The procedure is as follows:
Cloning a hard drive is a good way to create an "image," or snapshot of our current operating system as a back-up. It is also useful if we want to transfer the contents of the running mangement node computer exactly as it is, complete with all preferences, from an old drive to a new one.
--Back up all important data, in case anything goes wrong.
--Detach any storage devices--including external drives, memory cards, cameras and memory cards--besides the drive you want to clone and the destination drive where you want to store the image.
--Boot the computer where vx64 is running with Linux live CD.
--Learn the naming scheme for the computer's drives by opening a Linux terminal window and typing the following command:
#sudo fdisk -l--Take note of (and preferably write down) the information under the "Device" column. It will include a list of one or more items named /dev/sda1, /dev/sda2, /dev/sdb, and so forth. The letters (sda, sdb) indicate separate hard drives. The numbers (sda1, sda2) indicate separate partitions within each drive.
Note: The new hard disk is raw..hence need to format the raw hard disk by typing the command
hence the fdisk will show the new hard disk as dev/sdb as if the old one is dev/sda.
--Using the information you obtained from the previous step(#fdisk -l), determine which is your source drive (/dev/sda) and your destination drive (dev/sdb).
--Some clues include the size of the respective drives and their partitions. For example: You are trying to clone a 60-gigabyte source drive onto a 120-gigabyte destination drive. If the previous step tells you /dev/sda has a 60-gigabyte capacity and /dev/sdb has a 120-gigabyte capacity, you can use their respective sizes to tell which is which. Another example: You are copying a three-partition source drive onto a blank destination drive. You see four rows labelled: /dev/sda1, /dev/sda2, /dev/sda3 and /dev/sdb. Next to them are numbers that correspond to each of your partitions and a blank field next to /dev/sdb. You can conclude that sda is your source drive and sdb is your destination drive.
--Open a terminal window.
--Type in the following command, replacing SOURCE with the name of the source drive and DESTINATION with the name of your destination drive:
#dd bs=4k if=/dev/sda of=/dev/sdb conv=noerror,sync
--Here, if=... sets the source and of=... sets the destination. "dd" doesn't care of the contents of the hard disk. It just reads bytes from /dev/sda and writes them into /dev/sdb. It doesn't know what are files. So, the hard disk file system and how many partitions it has are not important. For example, if /dev/sda is splitted into three partitions, the /dev/sdb will have the same partitions. i.e. "destination" is completely same with "source"

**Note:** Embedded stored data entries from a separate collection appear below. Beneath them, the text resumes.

use crate::error::{SimulationError, SimulationResult};
use serde::Serialize;

/// Strictly increasing, finite output times.
#[derive(Debug, Clone, PartialEq, Serialize)]
pub struct OutputGrid {
    times: Vec<f64>,
}

impl OutputGrid {
    /// `num_points` evenly spaced times from `t0` to `t_stop`, both included.
    /// The last time is exactly `t_stop`.
    pub fn uniform(t0: f64, t_stop: f64, num_points: usize) -> SimulationResult<Self> {
        if !t0.is_finite() || !t_stop.is_finite() {
            return Err(SimulationError::InvalidGrid(format!(
                "interval bounds must be finite, got [{t0}, {t_stop}]"
            )));
        }
        if t_stop <= t0 {
            return Err(SimulationError::InvalidGrid(format!(
                "stop time {t_stop} must exceed start time {t0}"
            )));
        }
        if num_points < 2 {
            return Err(SimulationError::InvalidGrid(format!(
                "a uniform grid needs at least two points, got {num_points}"
            )));
        }

        let span = t_stop - t0;
        let last = (num_points - 1) as f64;
        let mut times: Vec<f64> = (0..num_points)
            .map(|i| t0 + span * (i as f64) / last)
            .collect();
        times[num_points - 1] = t_stop;
        Self::from_times(times)
    }

    pub fn from_times(times: Vec<f64>) -> SimulationResult<Self> {
        if times.is_empty() {
            return Err(SimulationError::InvalidGrid(
                "output grid must contain at least one time".to_string(),
            ));
        }
        if let Some(bad) = times.iter().find(|t| !t.is_finite()) {
            return Err(SimulationError::InvalidGrid(format!(
                "output times must be finite, got {bad}"
            )));
        }
        if let Some(idx) = times.windows(2).position(|w| w[1] <= w[0]) {
            return Err(SimulationError::InvalidGrid(format!(
                "output times must be strictly increasing (index {} = {}, index {} = {})",
                idx,
                times[idx],
                idx + 1,
                times[idx + 1]
            )));
        }
        Ok(Self { times })
    }

    pub fn times(&self) -> &[f64] {
        &self.times
    }

    pub fn len(&self) -> usize {
        self.times.len()
    }

    pub fn is_empty(&self) -> bool {
        self.times.is_empty()
    }

    pub fn first(&self) -> f64 {
        self.times[0]
    }

    pub fn last(&self) -> f64 {
        self.times[self.times.len() - 1]
    }
}

#[cfg(test)]
mod tests {
    use super::*;

    #[test]
    fn uniform_grid_hits_both_endpoints() {
        let grid = OutputGrid::uniform(0.0, 10.0, 250).expect("grid");
        assert_eq!(grid.len(), 250);
        assert_eq!(grid.first(), 0.0);
        assert_eq!(grid.last(), 10.0);
        assert!(grid.times().windows(2).all(|w| w[1] > w[0]));
        let spacing = 10.0 / 249.0;
        assert!((grid.times()[1] - spacing).abs() < 1e-15);
    }

    #[test]
    fn uniform_grid_rejects_bad_requests() {
        assert!(matches!(
            OutputGrid::uniform(0.0, 10.0, 1),
            Err(SimulationError::InvalidGrid(_))
        ));
        assert!(OutputGrid::uniform(5.0, 5.0, 10).is_err());
        assert!(OutputGrid::uniform(5.0, 1.0, 10).is_err());
        assert!(OutputGrid::uniform(0.0, f64::INFINITY, 10).is_err());
    }

    #[test]
    fn explicit_grid_validation() {
        assert!(OutputGrid::from_times(vec![]).is_err());
        assert!(OutputGrid::from_times(vec![0.0, 1.0, 1.0]).is_err());
        assert!(OutputGrid::from_times(vec![0.0, f64::NAN]).is_err());
        let grid = OutputGrid::from_times(vec![0.5]).expect("single time");
        assert_eq!(grid.first(), grid.last());

        let err = OutputGrid::from_times(vec![0.0, 2.0, 1.0]).expect_err("unordered");
        let message = format!("{err}");
        assert!(message.contains("strictly increasing"), "{message}");
    }
}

Note:To clone only one partition from the source drive, specify the partition (e.g., /dev/sda1 or /dev/sda2). To clone the entire drive, specify only the drive name, with no partition number (e.g., /dev/sda).
to execute "dd" you should login as "root" or switch to "root" using "su" command. And you must be careful, a small mistake may cause a serious problem!
--Wait. Cloning a large drive using dd can take hours, and according to some accounts, even more than a day.
Tips & Warnings:
--After the process is complete, test whether cloning took place properly by attempting to boot from your destination drive.
--Giving dd to the wrong source and destination drives can cause you to overwrite important data. Be sure to input the correct source and destination drives. Always back up important data before attempting this process.
Most of time we don't want to make a complete duplication of hard disk. Then we may prefer to creating an image file of the hard disk and save it in other storage devices. The following command will create an image file "disk1.img" in your user's directory from /dev/sda:
#dd if=/dev/sda of=~/disk1.img
Since you have created an image file, you can compress it with "gzip" or "bzip2":
gzip disk1.img #generates disk1.img.gz or
bzip2 disk1.img #generates disk1.img.bz2
You can save much storage space with compression. But it will take very long time.
To restore a partition or a hard disk from an image file, just exchange the arguments "if" and "of". For example, restore the whole hard disk from the image file "disk1.img":
#dd if=disk1.img of=/dev/sda
Restore the first partition of /dev/sda from the image file "disk2.img":
dd if=disk2.img of=/dev/sda1
My practical test in our lab environment
-Created on virtual machine(min10GB) on esxi box
-After success ful installation shutdown the virtual machine and added new hard disk form the vsphere client add and remove console with incresing the disk size upto 12 GB
-now the boot priority changed to cdrom as the first boot device and the vm is booted with the live cd of Ubuntu linux.
-- formated the new hard disk and mounted the volume and cloned the old hard disk to the new one with "ddcommand"
-- after completion of the process the boot priority is chnaged the new harddisk and booted
-- after successful boot the os on the new hard disk is running fine and proper.